Dans notre ouvrage de 2019, Bruno Maurer et moi avons qualifié chacun notre proposition d'« intégrée » : « méthodologie plurilingue intégrée », « évaluation intégrée », ce qualificatif renvoyant dans notre esprit à la fois en interne à une mise en synergie et à une mise en cohérence des éléments retenus, et en externe à une mise en adéquation avec, comme je l'ai écrit plus haut, « l'ensemble des paramètres d'enseignement-apprentissage », qui doivent forcément être pris en compte dans la conduite du processus conjoint correspondant.
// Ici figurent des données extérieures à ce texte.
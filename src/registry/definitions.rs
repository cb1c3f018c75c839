//! Built-in signal table of the lock PLC
//!
//! Sparse: only the bits with a known meaning are listed. Every entry here
//! is an alarm (`AL`); the event bank ships empty and is populated from
//! `[[faults]]` config entries.

use crate::types::FaultSeverity::{self, Critical, High, Low, Medium};

pub(super) const ENCHIMENTO: &str = "AL_EnchimentoRG";
pub(super) const ESVAZIAMENTO: &str = "AL_Esvaziamento";
pub(super) const PORTA_JUSANTE: &str = "AL_PortaJusante";
pub(super) const PORTA_MONTANTE: &str = "AL_PortaMontante";
pub(super) const SALA_DE_COMANDO: &str = "AL_SalaDeComando";
pub(super) const ESGOTO_DRENAGEM: &str = "AL_EsgotoDrenagem";

/// `(word, bit, equipment, severity, description)`
pub(super) type AlarmRow = (u16, u8, &'static str, FaultSeverity, &'static str);

pub(super) const BUILTIN_ALARMS: &[AlarmRow] = &[
    // Word 17: filling system, power and protections
    (17, 0, ENCHIMENTO, High, "DISPARO PROTEÇÃO 24VDC ENTRADAS ANALÓGICAS"),
    (17, 1, ENCHIMENTO, High, "DISPARO PROTEÇÃO DESCARREGADOR SOBRETENSÕES"),
    (17, 2, ENCHIMENTO, Medium, "DEFEITO DESCARREGADOR SOBRETENSÕES"),
    (17, 3, ENCHIMENTO, High, "DISPARO PROTEÇÃO ALIM. ANALISADOR ENERGIA"),
    (17, 4, ENCHIMENTO, Critical, "FALTA ALIMENTAÇÃO 220 VDC"),
    (17, 5, ENCHIMENTO, High, "FALHA COMUNICAÇÃO COM SALA DE COMANDO"),
    (17, 6, ENCHIMENTO, Critical, "BY-PASS CONDIÇÕES REMOTAS ABERTURA COMPORTAS ATIVADO!!!!!"),
    (17, 7, ENCHIMENTO, Low, "RESERVA"),
    (17, 8, ENCHIMENTO, Critical, "EMERGÊNCIA ATIVADA"),
    (17, 9, ENCHIMENTO, High, "DEFEITO/ALARME FONTE ALIMENTAÇÃO 400VAC/24VDC"),
    (17, 10, ENCHIMENTO, High, "DEFEITO/ALARME FONTE ALIMENTAÇÃO 220VDC/24VDC"),
    (17, 11, ENCHIMENTO, Critical, "DISPARO INTERRUPTOR GERAL ALIMENTAÇÃO 3X400VAC"),
    (17, 12, ENCHIMENTO, Critical, "FALTA ALIMENTAÇÃO FORÇA MOTRIZ 3X400VAC"),
    (17, 13, ENCHIMENTO, High, "DISPARO PROTEÇÃO 24VDC ENTRADAS DIGITAIS"),
    (17, 14, ENCHIMENTO, High, "DISPARO PROTEÇÃO 24VDC SAIDAS DIGITAIS"),
    (17, 15, ENCHIMENTO, High, "DISPARO PROTEÇÃO 24VDC QUADRO FORÇA MOTRIZ"),
    // Word 18: PLC diagnostics and right gate
    (18, 0, ENCHIMENTO, Low, "RESERVA"),
    (18, 1, ENCHIMENTO, Low, "RESERVA"),
    (18, 2, ENCHIMENTO, Low, "RESERVA"),
    (18, 3, ENCHIMENTO, Low, "RESERVA"),
    (18, 4, ENCHIMENTO, High, "DEFEITO AUTOMATO ERRO DIAGNOSTICO"),
    (18, 5, ENCHIMENTO, High, "DEFEITO AUTOMATO ERRO PROGRAMA"),
    (18, 6, ENCHIMENTO, High, "DEFEITO AUTOMATO ERRO MODULOS"),
    (18, 7, ENCHIMENTO, High, "DEFEITO AUTOMATO ERRO BASTIDOR"),
    (18, 8, ENCHIMENTO, Medium, "DEFEITO RESPOSTA DE MARCHA BOMBA A COMPORTA DIREITA"),
    (18, 9, ENCHIMENTO, Medium, "DEFEITO ARRANCADOR SUAVE BOMBA A COMPORTA DIREITA"),
    (18, 10, ENCHIMENTO, High, "DISPARO PROTEÇÃO BOMBA A COMPORTA DIREITA"),
    (18, 11, ENCHIMENTO, High, "DISPARO PROTEÇÃO VALVULA DISTRIBUIÇÃO COMPORTA DIREITA"),
    (18, 12, ENCHIMENTO, High, "DISPARO PROTEÇÃO VALVULA DESCIDA COMPORTA DIREITA"),
    (18, 13, ENCHIMENTO, Medium, "DEFEITO MEDIDA DE POSIÇÃO COMPORTA DIREITA"),
    (18, 14, ENCHIMENTO, Low, "RESERVA"),
    (18, 15, ENCHIMENTO, Low, "RESERVA"),
    // Emptying system
    (21, 0, ESVAZIAMENTO, High, "DISPARO PROTEÇÃO 24VDC ENTRADAS ANALÓGICAS"),
    (21, 8, ESVAZIAMENTO, Critical, "EMERGÊNCIA ATIVADA"),
    // Downstream gate
    (25, 0, PORTA_JUSANTE, High, "DISPARO PROTEÇÃO 24VDC QUADROS FORÇA MOTRIZ"),
    (25, 8, PORTA_JUSANTE, Critical, "EMERGÊNCIA ATIVADA"),
    // Upstream gate
    (30, 0, PORTA_MONTANTE, High, "DISPARO PROTEÇÃO 24VDC QUADRO FORÇA MOTRIZ-PORTA MONTANTE"),
    (30, 8, PORTA_MONTANTE, Critical, "EMERGÊNCIA ATIVADA-PORTA MONTANTE"),
    // Control room
    (36, 8, SALA_DE_COMANDO, Critical, "EMERGÊNCIA ATIVADA QUADRO SALA DE COMANDO"),
    // Sewage and drainage
    (43, 8, ESGOTO_DRENAGEM, Critical, "EMERGÊNCIA ACTIVADA"),
];

/// `(key, name, equipment, color, icon)`
pub(super) type CategoryRow = (&'static str, &'static str, &'static str, &'static str, &'static str);

pub(super) const BUILTIN_CATEGORIES: &[CategoryRow] = &[
    (ENCHIMENTO, "Enchimento", "Sistema de Enchimento", "#3b82f6", "ArrowUpCircle"),
    (ESVAZIAMENTO, "Esvaziamento", "Sistema de Esvaziamento", "#ef4444", "ArrowDownCircle"),
    (PORTA_JUSANTE, "Porta Jusante", "Porta de Jusante", "#8b5cf6", "Shield"),
    (PORTA_MONTANTE, "Porta Montante", "Porta de Montante", "#06b6d4", "ShieldCheck"),
    (SALA_DE_COMANDO, "Sala de Comando", "Sala de Comando", "#f59e0b", "CommandLine"),
    (ESGOTO_DRENAGEM, "Esgoto e Drenagem", "Sistema de Esgoto e Drenagem", "#10b981", "Droplets"),
];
Ces trois principes s'opposent frontalement aux choix des auteurs du CECR, repris par ceux de son Volume complémentaire, à savoir :
– le découplage total, malgré leurs dénégations constantes – qui commencent dès le sous-titre de leur ouvrage : Apprendre - Enseigner – Évaluer – entre la méthodologie de l'évaluation qu'ils proposent, celle d'une certification standardisée, monolingue et mono-méthodologique, et les processus d'enseignement et d'apprentissage ;
– l'affichage d'une neutralité méthodologique de principe – au prétexte que la science ne permettrait pas « à l'heure actuelle », « actuellement », « à ce jour », « encore »[2] de définir la bonne méthodologie, neutralité clairement contredite dans le texte même, en particulier dans les descripteurs des échelles de compétence, par l'exclusivité accordée de facto à l'approche communicative : les auteurs du CECR de 2001, et, de manière encore plus incompréhensible, ceux du Volume complémentaire de 2018, se situent en-deçà de tout questionnement sur le pluralisme méthodologique, qu'il soit « de juxtaposition », « de comparaison » ou « d'intégration ».
Le « pluralisme culturel » que les auteurs du CECR et du Volume complémentaire promeuvent par ailleurs ne concerne que les cultures sociales, et – preuve s’il en fallait encore de leur désintérêt réel pour l’enseignement-apprentissage – non les cultures scolaires, dans lesquelles le chevauchement de traditions didactiques et orientations officielles parfois très diverses, quand elle ne sont pas opposées, ainsi que l’extrême diversité des profils, habitudes, conceptions et stratégies des enseignants et des élèves, forment naturellement un très fort « pluralisme de juxtaposition ». L’un des défis les plus importants à relever pour une didactique des langues-cultures véritablement soucieuse des problèmes de terrain, assurément, c’est, pour que les uns et les autres parviennent à travailler ensemble de manière harmonieuse et efficace, parvenir à transformer ce pluralisme de juxtaposition en pluralisme d’intégration.
Christian Puren
18/12/2019
[1] Je dois dire que j’ai du mal à comprendre cette distinction que font les auteurs du compte rendu entre le pluralisme de juxtaposition et le pluralisme de comparaison : la comparaison est une méthode qui permet de dégager les éléments de pluralisme (comme on le verra plus bas dans les passages cités de V. Cousin), mais elle ne détermine en rien ce que l'on en fait ensuite : on peut les juxtaposer, ou au contraire les intégrer.
[2] Voir 2015f pp. 11-12 pour le relevé des passages comprenant ces expressions dans le CECR, et leur critique en tant que relevant d'une "idéologie scientiste", à l'opposé de l'épistémologie de la complexité.